Basil Vatatzes (Βασίλειος Βατάτζης, ) was a Byzantine military commander, and likely the father of the Nicaean emperor John III Doukas Vatatzes.

==Biography==
===Origin and early life===
Vatatzes was of low birth, hailing from the region around Adrianople and Didymoteichon. He likely entered military service under Emperor Manuel I Komnenos, but details of his early life are otherwise unknown. He apparently reached sufficient prominence to be married, around 1187, to an unnamed daughter of Isaac Angelos Doukas, uncle to the emperor Isaac II Angelos. Married to a cousin of the emperor, Vatatzes suddenly became a member of the senior aristocracy: he was awarded the rank of sebastos, and the path to senior military commands opened to him.

===Ousting of Theodore Mankaphas===
His first office after the marriage was likely as military governor (doux) of the small province of Mylasa and Melanoudion, which he is known to have held in August 1189. From there he was promoted to "Grand Domestic of the East" and governor of the extensive Thracesian Theme.

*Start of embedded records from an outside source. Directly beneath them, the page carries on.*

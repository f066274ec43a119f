//! Versioned JSON payload of notes.
//!
//! Payload shape:
//! `{ "version": 1, "notes": [ { "uuid", "type", "title", "content",
//! "added", "modified", "status", "pinned" } ] }`
//!
//! Enum fields travel as integer codes and dates as canonical ISO-8601
//! strings, both through the `crate::convert` shims.
//!
//! # Invariants
//! - The envelope version is checked before any note is decoded.
//! - Every decoded note has passed `Note::validate()`.

use crate::model::note::{Note, NoteValidationError};
use crate::repo::note_repo::{NoteListQuery, NoteRepository, RepoError};
use log::{info, warn};
use serde::{Deserialize, Serialize};
use serde_json::error::Category;
use std::error::Error;
use std::fmt::{Display, Formatter};

/// Envelope version written by this build.
pub const SYNC_PAYLOAD_VERSION: u32 = 1;

/// Sync encode/decode failure.
#[derive(Debug)]
pub enum SyncError {
    /// Payload is not well-formed JSON or is truncated.
    Json(serde_json::Error),
    /// A field value was rejected: an unrecognized code, a malformed date,
    /// a wrong primitive type or a note that breaks its invariants.
    Data(serde_json::Error),
    /// A note handed to `encode_notes` breaks its invariants.
    Validation(NoteValidationError),
    UnsupportedVersion(i64),
    Repo(RepoError),
}

impl Display for SyncError {
    fn fmt(&self, f: &mut Formatter<'_>) -> std::fmt::Result {
        match self {
            Self::Json(err) => write!(f, "malformed sync payload: {err}"),
            Self::Data(err) => write!(f, "invalid value in sync payload: {err}"),
            Self::Validation(err) => write!(f, "{err}"),
            Self::UnsupportedVersion(version) => write!(
                f,
                "sync payload version {version} is not supported (expected {SYNC_PAYLOAD_VERSION})"
            ),
            Self::Repo(err) => write!(f, "{err}"),
        }
    }
}

impl Error for SyncError {
    fn source(&self) -> Option<&(dyn Error + 'static)> {
        match self {
            Self::Json(err) | Self::Data(err) => Some(err),
            Self::Validation(err) => Some(err),
            Self::Repo(err) => Some(err),
            Self::UnsupportedVersion(_) => None,
        }
    }
}

impl From<serde_json::Error> for SyncError {
    fn from(value: serde_json::Error) -> Self {
        match value.classify() {
            Category::Data => Self::Data(value),
            Category::Io | Category::Syntax | Category::Eof => Self::Json(value),
        }
    }
}

impl From<NoteValidationError> for SyncError {
    fn from(value: NoteValidationError) -> Self {
        Self::Validation(value)
    }
}

impl From<RepoError> for SyncError {
    fn from(value: RepoError) -> Self {
        Self::Repo(value)
    }
}

#[derive(Serialize)]
struct PayloadOut<'a> {
    version: u32,
    notes: &'a [Note],
}

#[derive(Deserialize)]
struct PayloadIn {
    /// Wider than `SYNC_PAYLOAD_VERSION` so any integer reaches the version check.
    version: i64,
    notes: serde_json::Value,
}

/// Serializes `notes` into a sync payload.
///
/// # Errors
/// - `SyncError::Validation` when any note breaks its invariants.
pub fn encode_notes(notes: &[Note]) -> Result<String, SyncError> {
    for note in notes {
        note.validate()?;
    }
    let payload = PayloadOut {
        version: SYNC_PAYLOAD_VERSION,
        notes,
    };
    Ok(serde_json::to_string(&payload)?)
}

/// Parses a sync payload.
///
/// # Errors
/// - `SyncError::UnsupportedVersion` for an unknown envelope version.
/// - `SyncError::Data` when any note field fails to decode or validate.
/// - `SyncError::Json` for syntax errors.
pub fn decode_notes(payload: &str) -> Result<Vec<Note>, SyncError> {
    let envelope: PayloadIn = serde_json::from_str(payload)?;
    if envelope.version != i64::from(SYNC_PAYLOAD_VERSION) {
        return Err(SyncError::UnsupportedVersion(envelope.version));
    }

    let notes = Vec::<Note>::deserialize(envelope.notes).map_err(|err| {
        warn!("event=sync_decode module=sync status=error error_code=invalid_note error={err}");
        SyncError::from(err)
    })?;
    Ok(notes)
}

/// Exports every stored note, in listing order, as a sync payload.
pub fn export_notes(repo: &impl NoteRepository) -> Result<String, SyncError> {
    let notes = repo.list_notes(&NoteListQuery::default())?;
    let payload = encode_notes(&notes)?;
    info!(
        "event=sync_export module=sync status=ok count={}",
        notes.len()
    );
    Ok(payload)
}

/// Replaces every stored note with the payload contents.
///
/// Nothing is written unless the whole payload decodes.
pub fn import_notes(repo: &mut impl NoteRepository, payload: &str) -> Result<usize, SyncError> {
    let notes = decode_notes(payload)?;
    repo.replace_all(&notes)?;
    info!(
        "event=sync_import module=sync status=ok count={}",
        notes.len()
    );
    Ok(notes.len())
}
//! Trailing-zero count implementations with compile-time switching.
//!
//! This module provides the count-trailing-zeros primitive the scanner and
//! both flatteners are built on. The strategy is selected via feature flags:
//!
//! - Default: Uses Rust's `trailing_zeros()` (`tzcnt` on x86_64 with BMI1,
//!   `rbit` + `clz` on aarch64)
//! - `portable-ctz`: Uses a De Bruijn multiply-and-lookup (no intrinsics)
//!
//! Both strategies return 64 for a zero word; the scan loops rely on that
//! as their termination condition.

/// De Bruijn sequence B(2, 6): every 6-bit window of the rotation is unique.
const DEBRUIJN64: u64 = 0x03f7_9d71_b4cb_0a89;

/// Maps the top 6 bits of `(1 << i) * DEBRUIJN64` back to `i`.
const DEBRUIJN_TABLE: [u8; 64] = build_debruijn_table();

const fn build_debruijn_table() -> [u8; 64] {
    let mut table = [0u8; 64];
    let mut i = 0;
    while i < 64 {
        let slot = ((1u64 << i).wrapping_mul(DEBRUIJN64) >> 58) as usize;
        table[slot] = i as u8;
        i += 1;
    }
    table
}

/// Count trailing zeros of a u64 word.
///
/// Returns 64 when `word == 0`.
#[inline(always)]
pub fn trailing_zeros_word(word: u64) -> u32 {
    #[cfg(feature = "portable-ctz")]
    {
        trailing_zeros_debruijn(word)
    }

    #[cfg(not(feature = "portable-ctz"))]
    {
        // Default: let Rust/LLVM choose the best instruction
        word.trailing_zeros()
    }
}

/// Portable trailing-zero count (no intrinsics).
///
/// Isolates the lowest set bit, multiplies it by a De Bruijn constant and
/// reads the bit index from a 64-entry table.
#[inline(always)]
pub fn trailing_zeros_debruijn(word: u64) -> u32 {
    if word == 0 {
        return 64;
    }
    let lowest = word & word.wrapping_neg();
    DEBRUIJN_TABLE[(lowest.wrapping_mul(DEBRUIJN64) >> 58) as usize] as u32
}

In this capacity he had to deal with the usurper Theodore Mankaphas. Mankaphas had launched a rebellion c. 1188, when he proclaimed himself as emperor in Philadelphia. The revolt was short-lived, as Isaac II besieged the city and forced Mankaphas to submit, but the latter was pardoned and allowed to continue as governor of the city.

In c. 1192/3, however, Basil Vatatzes was sent against Theodore Mankaphas, who had rebelled once more. This time Vataztes effectively ended the rebellion and forced the usurper to flee to the court of the Seljuk Turks at Iconium.

===Bulgarian rebellion===
Soon after he was appointed Domestic of the West (as with his contemporary and co-commander, Alexios Gidos, it is unclear if he was a real Grand Domestic or simply Domestic), based at Adrianople. His primary task was to confront the ongoing Bulgarian rebellion in the northern Balkans.

In 1193 he refused any military support to the rebellion of his brother-in-law Constantine Angelos Doukas, a cousin to the emperor and commander of the Byzantine armies in Philippopolis. Doukas proclaimed himself emperor and marched his troops onto Adrianople, but he was betrayed by his followers and surrendered to Isaac II Angelos for a pardon in return.

In 1194 Isaac II ordered Vatatzes and Gidos to campaign against the Bulgarians. The Byzantines were defeated, and Vatatzes was killed at the Battle of Arcadiopolis.

==Family==
He married a daughter of Isaakios Angelos and was likely the father of John III Doukas Vatatzes, the future Emperor of Nicaea, as well as of John's two older brothers, the sebastokrator Isaac Doukas Vatatzes, and anonymous middle son, whose daughter married the protovestiarios Alexios Raoul.